In 1881, Emanuel Ettinger died in the county jail by his own hand. In October of that year, local newspapers reported that he was sick with malarial fever but seemed to be improving. Days later, he was dead. His death was first reported as the result of typhoid fever. The Harrisburg Daily Independent called him the “most depraved and bloodthirsty of the number.” The Harrisburg Telegraph said the “gallows were cheated by death.” Emanuel Ettinger was buried in the garden of his brother, James, in Adams Township. A month later, however, in late November 1881, county officials exhumed his body to test it for poison. It tested positive; he had poisoned himself in October to avoid a December execution.

The Harrisburg Telegraph reports on Uriah Moyer’s hanging.

Jonathan Moyer was executed in Middleburg on March 24, 1882. The state board of pardons had refused to offer him a rehearing a week earlier. On the day before his death, he told reporters, “I am glad my time has come. I will now rather die than go to the penitentiary for life.” He confessed to a clergyman immediately before his death and asked that the details not be released until his brother was also executed. The confession implicated Uriah in the murders. On the gallows platform, he proclaimed, “I have done wrong and am glad to leave this troubled world. We killed the Kintzlers and three of us buried their bodies.” On the day he died, three other men were executed across the state of Pennsylvania.
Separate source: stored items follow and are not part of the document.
use std::collections::HashMap;
use std::sync::atomic::{AtomicUsize, Ordering};
use std::sync::{Arc, Mutex};

use tokio_util::sync::CancellationToken;

use ringside_core::PlayerId;

use crate::config::ServerConfig;
use crate::room::Room;
use crate::room_heap::RoomHeap;

pub type SharedRoomHeap = Arc<Mutex<RoomHeap>>;

#[derive(Clone)]
pub struct AppState {
    pub config: Arc<ServerConfig>,
    /// Matchmaking pool; every heap access goes through this one mutex.
    pub room_heap: SharedRoomHeap,
    /// Id → room lookup; the pool membership never changes after startup.
    pub room_map: Arc<HashMap<i32, Arc<Room>>>,
    pub ws_connection_count: Arc<AtomicUsize>,
    pub shutdown: CancellationToken,
}

impl AppState {
    /// Preallocate the whole room pool; rooms are recycled via dismissal,
    /// never created at runtime.
    pub fn new(config: ServerConfig) -> Self {
        let rooms: Vec<Arc<Room>> = (1..=config.rooms.count as i32)
            .map(|id| Arc::new(Room::new(id, config.rooms.capacity, config.battle.clone())))
            .collect();
        let room_map: HashMap<i32, Arc<Room>> =
            rooms.iter().map(|r| (r.id, Arc::clone(r))).collect();
        tracing::info!(
            count = rooms.len(),
            capacity = config.rooms.capacity,
            "Room pool initialized"
        );
        Self {
            config: Arc::new(config),
            room_heap: Arc::new(Mutex::new(RoomHeap::new(rooms))),
            room_map: Arc::new(room_map),
            ws_connection_count: Arc::new(AtomicUsize::new(0)),
            shutdown: CancellationToken::new(),
        }
    }

    /// The room (if any) that still counts `player_id` as a member; used
    /// to route rejoins.
    pub fn find_room_with_player(&self, player_id: PlayerId) -> Option<Arc<Room>> {
        self.room_map
            .values()
            .find(|room| {
                room.players
                    .read()
                    .expect("players lock")
                    .contains_key(&player_id)
            })
            .cloned()
    }
}

/// RAII guard that decrements a counter on drop.
pub struct ConnectionGuard {
    counter: Arc<AtomicUsize>,
}

impl ConnectionGuard {
    pub fn new(counter: Arc<AtomicUsize>) -> Self {
        counter.fetch_add(1, Ordering::Relaxed);
        Self { counter }
    }
}

impl Drop for ConnectionGuard {
    fn drop(&mut self) {
        self.counter.fetch_sub(1, Ordering::Relaxed);
    }
}

#[cfg(test)]
mod tests {
    use super::*;

    #[test]
    fn pool_is_preallocated_and_indexed() {
        let state = AppState::new(ServerConfig {
            rooms: crate::config::RoomPoolConfig {
                count: 4,
                capacity: 2,
            },
            ..ServerConfig::default()
        });
        assert_eq!(state.room_map.len(), 4);
        assert_eq!(state.room_heap.lock().unwrap().len(), 4);
        assert!(state.room_map.contains_key(&1));
        assert!(state.room_map.contains_key(&4));
        assert!(state.find_room_with_player(42).is_none());
    }

    #[test]
    fn connection_guard_tracks_count() {
        let counter = Arc::new(AtomicUsize::new(0));
        {
            let _g1 = ConnectionGuard::new(Arc::clone(&counter));
            let _g2 = ConnectionGuard::new(Arc::clone(&counter));
            assert_eq!(counter.load(Ordering::Relaxed), 2);
        }
        assert_eq!(counter.load(Ordering::Relaxed), 0);
    }
}
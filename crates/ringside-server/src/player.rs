use std::sync::Mutex;
use std::sync::atomic::{AtomicI32, Ordering};

use bytes::Bytes;
use tokio::sync::mpsc;
use tokio_util::sync::CancellationToken;

use ringside_core::PlayerId;
use ringside_core::frame::{PlayerDownsync, character_state};

pub mod player_battle_state {
    pub const ADDED_PENDING_BATTLE_COLLIDER_ACK: i32 = 0;
    pub const READDED_PENDING_BATTLE_COLLIDER_ACK: i32 = 1;
    pub const ACTIVE: i32 = 2;
    pub const DISCONNECTED: i32 = 3;
    pub const LOST: i32 = 4;
    pub const EXPELLED_DURING_GAME: i32 = 5;
    pub const EXPELLED_IN_DISMISSAL: i32 = 6;
}

pub const MAGIC_JOIN_INDEX_INVALID: i32 = -1;

/// `last_sent_input_frame_id` sentinel for a freshly added player.
pub const MAGIC_LAST_SENT_INPUT_FRAME_ID_NORMAL_ADDED: i32 = -1;
/// `last_sent_input_frame_id` sentinel for a player that just rejoined and
/// must be resynced on the next tick.
pub const MAGIC_LAST_SENT_INPUT_FRAME_ID_READDED: i32 = -2;

/// The live network attachment of a player. Replaced wholesale on rejoin;
/// writes go through the bounded sender only, so the main loop never blocks
/// on a slow socket. Both fields are cheap handles, so a session clones.
#[derive(Clone)]
pub struct PlayerSession {
    pub sender: mpsc::Sender<Bytes>,
    pub close: CancellationToken,
}

impl PlayerSession {
    /// Ask the connection task to tear the socket down. Idempotent.
    pub fn signal_to_close(&self, ret_code: i32, reason: &str) {
        tracing::warn!(ret_code, reason, "Signaling session close");
        self.close.cancel();
    }
}

/// A player as the room sees it. Reader tasks update the ack fields, the
/// main loop updates `last_sent_input_frame_id` and both sides read
/// `battle_state`, so those are atomics; the rest only changes under the
/// room's admission path.
pub struct Player {
    pub id: PlayerId,
    pub name: String,
    pub join_index: AtomicI32,
    pub battle_state: AtomicI32,
    pub acking_frame_id: AtomicI32,
    pub acking_input_frame_id: AtomicI32,
    pub last_sent_input_frame_id: AtomicI32,
    /// Spawn-time snapshot used for kickoff/meta frames.
    pub downsync: Mutex<PlayerDownsync>,
    pub session: Mutex<Option<PlayerSession>>,
}

impl Player {
    pub fn new(id: PlayerId, name: String) -> Self {
        Self {
            id,
            name,
            join_index: AtomicI32::new(MAGIC_JOIN_INDEX_INVALID),
            battle_state: AtomicI32::new(player_battle_state::ADDED_PENDING_BATTLE_COLLIDER_ACK),
            acking_frame_id: AtomicI32::new(0),
            acking_input_frame_id: AtomicI32::new(-1),
            last_sent_input_frame_id: AtomicI32::new(MAGIC_LAST_SENT_INPUT_FRAME_ID_NORMAL_ADDED),
            downsync: Mutex::new(PlayerDownsync {
                id,
                virtual_grid_x: 0,
                virtual_grid_y: 0,
                dir_x: 0,
                dir_y: 0,
                character_state: character_state::IDLE1,
                speed: 0,
                frames_to_recover: 0,
                hp: 100,
                max_hp: 100,
                collider_radius: 12.0,
                join_index: MAGIC_JOIN_INDEX_INVALID,
            }),
            session: Mutex::new(None),
        }
    }

    pub fn battle_state(&self) -> i32 {
        self.battle_state.load(Ordering::Acquire)
    }

    pub fn set_battle_state(&self, state: i32) {
        self.battle_state.store(state, Ordering::Release);
    }

    pub fn join_index_loaded(&self) -> i32 {
        self.join_index.load(Ordering::Acquire)
    }

    pub fn install_session(&self, session: PlayerSession) {
        let mut guard = self.session.lock().expect("session lock");
        *guard = Some(session);
    }

    pub fn clear_session(&self) -> Option<PlayerSession> {
        let mut guard = self.session.lock().expect("session lock");
        guard.take()
    }

    /// Try to push an encoded downsync to the session. Returns false when
    /// there is no session or the channel is saturated/closed.
    pub fn try_send(&self, data: Bytes) -> bool {
        let guard = self.session.lock().expect("session lock");
        match guard.as_ref() {
            Some(session) => session.sender.try_send(data).is_ok(),
            None => false,
        }
    }

    /// Close the session with a custom ret code, if one is attached.
    pub fn signal_to_close(&self, ret_code: i32, reason: &str) {
        let guard = self.session.lock().expect("session lock");
        if let Some(session) = guard.as_ref() {
            session.signal_to_close(ret_code, reason);
        }
    }
}
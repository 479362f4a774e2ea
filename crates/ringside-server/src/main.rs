use tracing_subscriber::EnvFilter;

use ringside_server::build_app;
use ringside_server::config::ServerConfig;

#[tokio::main]
async fn main() {
    tracing_subscriber::fmt()
        .with_env_filter(EnvFilter::from_default_env())
        .init();

    let config = ServerConfig::load();
    config.validate();
    let listen_addr = config.listen_addr.clone();

    let (app, state) = build_app(config);

    let listener = match tokio::net::TcpListener::bind(&listen_addr).await {
        Ok(l) => l,
        Err(e) => {
            tracing::error!("Failed to bind to {listen_addr}: {e}");
            std::process::exit(1);
        },
    };

    tracing::info!("Ringside battle server listening on {listen_addr}");

    let shutdown = state.shutdown.clone();
    tokio::spawn(async move {
        if tokio::signal::ctrl_c().await.is_ok() {
            tracing::info!("Shutdown signal received");
            shutdown.cancel();
        }
    });

    axum::serve(listener, app)
        .with_graceful_shutdown(state.shutdown.clone().cancelled_owned())
        .await
        .expect("Server error");
}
In October 1882, the state board of pardons refused to interfere with the death sentence for Uriah Moyer. Five months later, Uriah Moyer was put to death by hanging on March 7, 1883, before a crowd of between two and three hundred people. In the month before the execution, the Snyder County sheriff reported that Moyer was consumed by his impending death. The Lewisburg Chronicle said “it is ever constant with him, the last thing when he sinks to rest upon his prison couch and the first thing when he awakes in his cell in the morning–turn where he will, he sees in his imagination the scaffold and seems to realize the dead performances in which he is to be the unwilling principal actor.”The Times of Philadelphia reported that Middleburg took on a “holiday appearance” for the execution, with most people seated in stands that resembled a baseball game. Before his death, he proclaimed in German that he had committed the murders with Emanuel Ettinger, and that his brother, Jonathan, was involved only in the subsequent robbery and arson. He also cleared his brother, Joseph, of any involvement. At the time of his death, Moyer was forty-four years old. The Harrisburg Telegraph reported that he “died without a struggle in about seven minutes.” It had been five years and three months since the murders.

Snyder County Tribune coverage of Erb’s death

Israel Erb‘s death sentence was commuted in April 1883. He had warned anyone who would listen that if he was to be executed, he would divulge enough new information to hang dozens of other people. He was sentenced instead to life in prison. In June 1883, he was transferred from Middleburg to Eastern Penitentiary in Philadelphia. He died in that prison on May 2, 1891, at the age of 74.

Thirteen years and six months after the death of John and Gretchen Kintzler, the last of the four men convicted for their murder was also dead.